The National Newspaper Association (NNA) has joined a campaign by journalism and good government organizations to require federal courts to end the sale of public documents through the courts’ PACER system. NNA joins others in promoting free access to these records.
Sens. John Kennedy, R-Louisiana, and Ron Wyden, D-Oregon, have reintroduced the Open Courts Act of 2026, a piece of legislation NNA has supported in other forms in previous years. It would direct the administrative offices of U.S. courts to develop new electronic systems to make court documents electronically available at no cost.
While court filings are typically public in paper form at their courts of origin, the electronic PACER requires journalists to set up accounts and pay for access to documents.
The Kennedy-Wyden bill would also require consolidation of separate electronic filing systems by district courts, courts of appeal and bankruptcy courts. The sponsors say existing separate systems are “a recipe for inefficiency and vulnerability.”
Kennedy said when the bill was introduced: “Americans should not have to sell plasma or wrestle with clunky government websites just to read public court records. PACER is old, very expensive and extremely burdensome to use.
“The Open Courts Act would drag this outdated system into the 21st century, protect court records from hackers and give taxpayers a better deal. Government services ought to serve the American people — not make them want to put their head through a wall.”
Wyden said a redesign of the systems would save taxpayers more than $60 million a year.
The PACER system has been vulnerable to hacks and complaints by users in recent years.
NNA Chair Martha Diaz Aszkenazy, publisher of the San Fernando (California) Valley Sun and El Sol, said NNA was delighted to join a coalition led by an organization called Fix the Courts to get the legislation over the finish line. The groups sent this letter of support to the Senate leadership this week.
“At long last,” Aszkenazy said, “we hope Congress is ready to move the courts’ electronic systems into the 21st Century. Courts have traditionally been the most open of the federal government branches but when access to their records requires unusual expense online or impossible physical searches in courthouses, the public loses trust.
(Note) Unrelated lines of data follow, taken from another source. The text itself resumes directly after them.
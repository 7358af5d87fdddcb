//! Diagnostic no-op command.
//!
//! Prints a fixed marker line so deploy scripts can verify that the CLI
//! binary starts and dispatches commands before pointing it at real data.

use std::io;

/// Marker line printed by `sk-cli check`.
pub const MARKER: &str = "Checking command.";

/// Print the marker line.
///
/// # Errors
///
/// Returns `io::Error` if the line cannot be written.
pub fn print_marker<W: io::Write>(out: &mut W) -> io::Result<()> {
    writeln!(out, "{MARKER}")
}
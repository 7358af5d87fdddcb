//! Newtype IDs for type-safe entity references.

use serde::{Deserialize, Serialize};

/// Database identifier of a user account.
///
/// Wraps the `i32` primary key so account ids cannot be confused with other
/// integer columns. With the `postgres` feature enabled the type binds and
/// decodes as a plain `INT4`.
#[derive(Debug, Clone, Copy, PartialEq, Eq, Hash, Serialize, Deserialize)]
#[serde(transparent)]
pub struct AccountId(i32);

impl AccountId {
    /// Create a new ID from an i32 value.
    #[must_use]
    pub const fn new(id: i32) -> Self {
        Self(id)
    }

    /// Get the underlying i32 value.
    #[must_use]
    pub const fn as_i32(&self) -> i32 {
        self.0
    }
}

impl core::fmt::Display for AccountId {
    fn fmt(&self, f: &mut core::fmt::Formatter<'_>) -> core::fmt::Result {
        write!(f, "{}", self.0)
    }
}

impl From<i32> for AccountId {
    fn from(id: i32) -> Self {
        Self(id)
    }
}

impl From<AccountId> for i32 {
    fn from(id: AccountId) -> Self {
        id.0
    }
}

#[cfg(feature = "postgres")]
impl sqlx::Type<sqlx::Postgres> for AccountId {
    fn type_info() -> sqlx::postgres::PgTypeInfo {
        <i32 as sqlx::Type<sqlx::Postgres>>::type_info()
    }

    fn compatible(ty: &sqlx::postgres::PgTypeInfo) -> bool {
        <i32 as sqlx::Type<sqlx::Postgres>>::compatible(ty)
    }
}

#[cfg(feature = "postgres")]
impl<'r> sqlx::Decode<'r, sqlx::Postgres> for AccountId {
    fn decode(value: sqlx::postgres::PgValueRef<'r>) -> Result<Self, sqlx::error::BoxDynError> {
        let id = <i32 as sqlx::Decode<sqlx::Postgres>>::decode(value)?;
        Ok(Self(id))
    }
}

#[cfg(feature = "postgres")]
impl sqlx::Encode<'_, sqlx::Postgres> for AccountId {
    fn encode_by_ref(
        &self,
        buf: &mut sqlx::postgres::PgArgumentBuffer,
    ) -> Result<sqlx::encode::IsNull, sqlx::error::BoxDynError> {
        <i32 as sqlx::Encode<sqlx::Postgres>>::encode_by_ref(&self.0, buf)
    }
}
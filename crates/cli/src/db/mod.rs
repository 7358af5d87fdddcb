//! Database access for the Storekeep shop `PostgreSQL`.
//!
//! All shop tables live in the `shop` schema. The CLI never creates or
//! migrates them; it only counts and deletes, via [`PgStore`].

pub mod store;

use std::time::Duration;

use secrecy::{ExposeSecret, SecretString};
use sqlx::PgPool;
use sqlx::postgres::PgPoolOptions;

pub use store::PgStore;

/// Create the `PostgreSQL` connection pool for a maintenance run.
///
/// The purge issues its statements one at a time, so the pool stays small.
///
/// # Errors
///
/// Returns `sqlx::Error` if the connection cannot be established.
pub async fn create_pool(database_url: &SecretString) -> Result<PgPool, sqlx::Error> {
    PgPoolOptions::new()
        .max_connections(2)
        .acquire_timeout(Duration::from_secs(10))
        .connect(database_url.expose_secret())
        .await
}
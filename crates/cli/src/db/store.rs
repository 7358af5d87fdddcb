//! `PostgreSQL`-backed purge store.
//!
//! Queries are built at runtime because the table varies per entity
//! category. The table name is always taken from [`table`], a closed mapping
//! over [`EntityKind`], never from user input, so the SQL stays
//! injection-safe without bind parameters for identifiers.

use async_trait::async_trait;
use chrono::{DateTime, Utc};
use sqlx::PgPool;

use storekeep_core::{Account, AccountId, Email, EntityKind, PurgeStore, StoreError};

/// Purge store backed by the shop `PostgreSQL` schema.
///
/// Several shop tables (`shop.order`, `shop.transaction`) are named after SQL
/// reserved words; schema qualification keeps them unambiguous. Child rows
/// (order lines, checkout lines, product variants, page translations and so
/// on) hang off their parent tables with `ON DELETE CASCADE`, so deleting a
/// category also clears its dependents.
#[derive(Debug, Clone)]
pub struct PgStore {
    pool: PgPool,
}

impl PgStore {
    /// Create a new store over an existing connection pool.
    #[must_use]
    pub const fn new(pool: PgPool) -> Self {
        Self { pool }
    }
}

/// Table backing each entity category.
const fn table(kind: EntityKind) -> &'static str {
    match kind {
        EntityKind::Checkouts => "shop.checkout",
        EntityKind::TransactionItems => "shop.transaction_item",
        EntityKind::Transactions => "shop.transaction",
        EntityKind::Payments => "shop.payment",
        EntityKind::Orders => "shop.order",
        EntityKind::Products => "shop.product",
        EntityKind::ProductTypes => "shop.product_type",
        EntityKind::Attributes => "shop.attribute",
        EntityKind::Categories => "shop.category",
        EntityKind::Collections => "shop.collection",
        EntityKind::Promotions => "shop.promotion",
        EntityKind::ShippingMethods => "shop.shipping_method",
        EntityKind::ShippingZones => "shop.shipping_zone",
        EntityKind::Vouchers => "shop.voucher",
        EntityKind::GiftCards => "shop.gift_card",
        EntityKind::Warehouses => "shop.warehouse",
        EntityKind::Pages => "shop.page",
        EntityKind::PageTypes => "shop.page_type",
        EntityKind::Webhooks => "shop.webhook",
    }
}

#[derive(Debug, sqlx::FromRow)]
struct AccountRow {
    id: i32,
    email: String,
    is_staff: bool,
    is_superuser: bool,
    created_at: DateTime<Utc>,
}

impl TryFrom<AccountRow> for Account {
    type Error = StoreError;

    fn try_from(row: AccountRow) -> Result<Self, Self::Error> {
        let email = Email::parse(&row.email).map_err(|e| {
            StoreError::DataCorruption(format!("invalid email for account {}: {e}", row.id))
        })?;

        Ok(Self {
            id: AccountId::new(row.id),
            email,
            is_staff: row.is_staff,
            is_superuser: row.is_superuser,
            created_at: row.created_at,
        })
    }
}

#[async_trait]
impl PurgeStore for PgStore {
    async fn count_all(&self, kind: EntityKind) -> Result<u64, StoreError> {
        let sql = format!("SELECT COUNT(*) FROM {}", table(kind));
        let count: i64 = sqlx::query_scalar(&sql)
            .fetch_one(&self.pool)
            .await
            .map_err(StoreError::database)?;

        Ok(u64::try_from(count).unwrap_or_default())
    }

    async fn delete_all(&self, kind: EntityKind) -> Result<(), StoreError> {
        let sql = format!("DELETE FROM {}", table(kind));
        sqlx::query(&sql)
            .execute(&self.pool)
            .await
            .map_err(StoreError::database)?;

        Ok(())
    }

    async fn staff_accounts(&self) -> Result<Vec<Account>, StoreError> {
        let rows: Vec<AccountRow> = sqlx::query_as(
            r"
            SELECT id, email, is_staff, is_superuser, created_at
            FROM shop.account
            WHERE is_staff OR is_superuser
            ORDER BY id
            ",
        )
        .fetch_all(&self.pool)
        .await
        .map_err(StoreError::database)?;

        rows.into_iter().map(Account::try_from).collect()
    }

    async fn delete_accounts_except(&self, keep: &[AccountId]) -> Result<u64, StoreError> {
        let keep: Vec<i32> = keep.iter().map(AccountId::as_i32).collect();
        let result = sqlx::query("DELETE FROM shop.account WHERE id <> ALL($1)")
            .bind(&keep)
            .execute(&self.pool)
            .await
            .map_err(StoreError::database)?;

        Ok(result.rows_affected())
    }

    async fn delete_accounts(&self, ids: &[AccountId]) -> Result<u64, StoreError> {
        if ids.is_empty() {
            return Ok(0);
        }

        let ids: Vec<i32> = ids.iter().map(AccountId::as_i32).collect();
        let result = sqlx::query("DELETE FROM shop.account WHERE id = ANY($1)")
            .bind(&ids)
            .execute(&self.pool)
            .await
            .map_err(StoreError::database)?;

        Ok(result.rows_affected())
    }

    async fn delete_addresses_of(&self, account: AccountId) -> Result<u64, StoreError> {
        let result = sqlx::query("DELETE FROM shop.address WHERE account_id = $1")
            .bind(account)
            .execute(&self.pool)
            .await
            .map_err(StoreError::database)?;

        Ok(result.rows_affected())
    }
}

// =============================================================================
// Tests
// =============================================================================
//! Validated email addresses.

use core::fmt;

use serde::{Deserialize, Serialize};

/// Why a string failed to parse as an [`Email`].
#[derive(thiserror::Error, Debug, Clone, PartialEq, Eq)]
pub enum EmailError {
    #[error("empty string")]
    Empty,
    #[error("longer than {0} bytes")]
    TooLong(usize),
    #[error("contains whitespace")]
    Whitespace,
    #[error("no '@' separator")]
    MissingAt,
    #[error("nothing before the '@'")]
    EmptyLocal,
    #[error("nothing after the '@'")]
    EmptyDomain,
}

/// A structurally plausible email address.
///
/// Validation is intentionally shallow: bounded length, no whitespace, one
/// separating `@` with something on both sides. Account emails read back
/// from the store go through [`Email::parse`], so a mangled row surfaces as
/// a corruption error instead of round-tripping silently.
#[derive(Debug, Clone, Serialize, Deserialize, PartialEq, Eq, Hash)]
#[serde(transparent)]
pub struct Email(String);

impl Email {
    /// RFC 5321 caps a forward path at 254 octets.
    pub const MAX_BYTES: usize = 254;

    /// Parse an `Email` from a string.
    ///
    /// # Errors
    ///
    /// Returns the first structural problem found, in check order: empty
    /// input, over-long input, embedded whitespace, missing `@`, empty
    /// local part, empty domain.
    pub fn parse(s: &str) -> Result<Self, EmailError> {
        if s.is_empty() {
            return Err(EmailError::Empty);
        }
        if s.len() > Self::MAX_BYTES {
            return Err(EmailError::TooLong(Self::MAX_BYTES));
        }
        if s.chars().any(char::is_whitespace) {
            return Err(EmailError::Whitespace);
        }
        match s.split_once('@') {
            None => Err(EmailError::MissingAt),
            Some(("", _)) => Err(EmailError::EmptyLocal),
            Some((_, "")) => Err(EmailError::EmptyDomain),
            Some(_) => Ok(Self(s.to_owned())),
        }
    }

    /// Returns the address as a string slice.
    #[must_use]
    pub fn as_str(&self) -> &str {
        &self.0
    }
}

impl fmt::Display for Email {
    fn fmt(&self, f: &mut fmt::Formatter<'_>) -> fmt::Result {
        f.write_str(&self.0)
    }
}

impl std::str::FromStr for Email {
    type Err = EmailError;

    fn from_str(s: &str) -> Result<Self, Self::Err> {
        Self::parse(s)
    }
}
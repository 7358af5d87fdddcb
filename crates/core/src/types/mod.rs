//! Core types for Storekeep.
//!
//! This module provides type-safe wrappers for common domain concepts.

pub mod account;
pub mod email;
pub mod entity;
pub mod id;

pub use account::Account;
pub use email::{Email, EmailError};
pub use entity::EntityKind;
pub use id::AccountId;
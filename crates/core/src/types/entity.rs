//! Entity categories the purge operates on.

use serde::{Deserialize, Serialize};

/// A category of shop data that can be bulk-deleted.
///
/// Each variant names one collection of persisted records. The categories
/// are independent for deletion purposes; [`EntityKind::PURGE_ORDER`] lists
/// them in an order that removes dependent data (checkouts, transactions,
/// payments, orders) before anything it references, so the store never sees
/// a foreign-key violation.
///
/// Shop configuration - staff accounts, site settings, navigation and the
/// like - has no variant here on purpose: the purge must never touch it.
#[derive(Debug, Clone, Copy, PartialEq, Eq, Hash, Serialize, Deserialize)]
#[serde(rename_all = "snake_case")]
pub enum EntityKind {
    Checkouts,
    TransactionItems,
    Transactions,
    Payments,
    Orders,
    Products,
    ProductTypes,
    Attributes,
    Categories,
    Collections,
    Promotions,
    ShippingMethods,
    ShippingZones,
    Vouchers,
    GiftCards,
    Warehouses,
    Pages,
    PageTypes,
    Webhooks,
}

impl EntityKind {
    /// Every category, in deletion order.
    ///
    /// Child data first (a checkout references products and shipping
    /// methods, an order references products and warehouses), then catalog
    /// data, then the standalone categories that nothing references.
    pub const PURGE_ORDER: [Self; 19] = [
        Self::Checkouts,
        Self::TransactionItems,
        Self::Transactions,
        Self::Payments,
        Self::Orders,
        Self::Products,
        Self::ProductTypes,
        Self::Attributes,
        Self::Categories,
        Self::Collections,
        Self::Promotions,
        Self::ShippingMethods,
        Self::ShippingZones,
        Self::Vouchers,
        Self::GiftCards,
        Self::Warehouses,
        Self::Pages,
        Self::PageTypes,
        Self::Webhooks,
    ];

    /// Human-readable name used in report lines ("Removed <name>, total: N").
    #[must_use]
    pub const fn display_name(self) -> &'static str {
        match self {
            Self::Checkouts => "checkouts",
            Self::TransactionItems => "transaction items",
            Self::Transactions => "transactions",
            Self::Payments => "payments",
            Self::Orders => "orders",
            Self::Products => "products",
            Self::ProductTypes => "product types",
            Self::Attributes => "attributes",
            Self::Categories => "categories",
            Self::Collections => "collections",
            Self::Promotions => "promotions",
            Self::ShippingMethods => "shipping methods",
            Self::ShippingZones => "shipping zones",
            Self::Vouchers => "vouchers",
            Self::GiftCards => "gift cards",
            Self::Warehouses => "warehouses",
            Self::Pages => "pages",
            Self::PageTypes => "page types",
            Self::Webhooks => "webhooks",
        }
    }
}

impl core::fmt::Display for EntityKind {
    fn fmt(&self, f: &mut core::fmt::Formatter<'_>) -> core::fmt::Result {
        f.write_str(self.display_name())
    }
}

#[cfg(test)]
mod tests {
    use super::*;

    #[test]
    fn test_purge_order_starts_with_dependent_data() {
        assert_eq!(EntityKind::PURGE_ORDER.first(), Some(&EntityKind::Checkouts));
        assert_eq!(EntityKind::PURGE_ORDER.last(), Some(&EntityKind::Webhooks));
    }

    #[test]
    fn test_purge_order_has_no_duplicates() {
        let mut seen = std::collections::HashSet::new();
        for kind in EntityKind::PURGE_ORDER {
            assert!(seen.insert(kind), "{kind} listed twice");
        }
        assert_eq!(seen.len(), 19);
    }

    #[test]
    fn test_orders_removed_before_products_and_warehouses() {
        let position = |kind: EntityKind| {
            EntityKind::PURGE_ORDER
                .iter()
                .position(|&k| k == kind)
                .unwrap_or(usize::MAX)
        };
        assert!(position(EntityKind::Orders) < position(EntityKind::Products));
        assert!(position(EntityKind::Orders) < position(EntityKind::Warehouses));
        assert!(position(EntityKind::Checkouts) < position(EntityKind::ShippingMethods));
    }

    #[test]
    fn test_display_matches_report_names() {
        assert_eq!(EntityKind::TransactionItems.to_string(), "transaction items");
        assert_eq!(EntityKind::GiftCards.to_string(), "gift cards");
        assert_eq!(EntityKind::PageTypes.to_string(), "page types");
    }
}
“Justice Warren Burger once said, ‘People in an open society do not demand infallibility from their institutions, but it is difficult for them to accept what they are prohibited from observing.’ In today’s digital worlds, observing court processes should be easy and free, both for journalists and for our readers. I am urging NNA publishers to get behind this legislation and make their readers aware of the opportunity Senators Kennedy and Wyden have provided to improve our federal courts.”
The legislation is S 4667, which also addresses other federal online systems. It can be followed at Congress.gov at this link.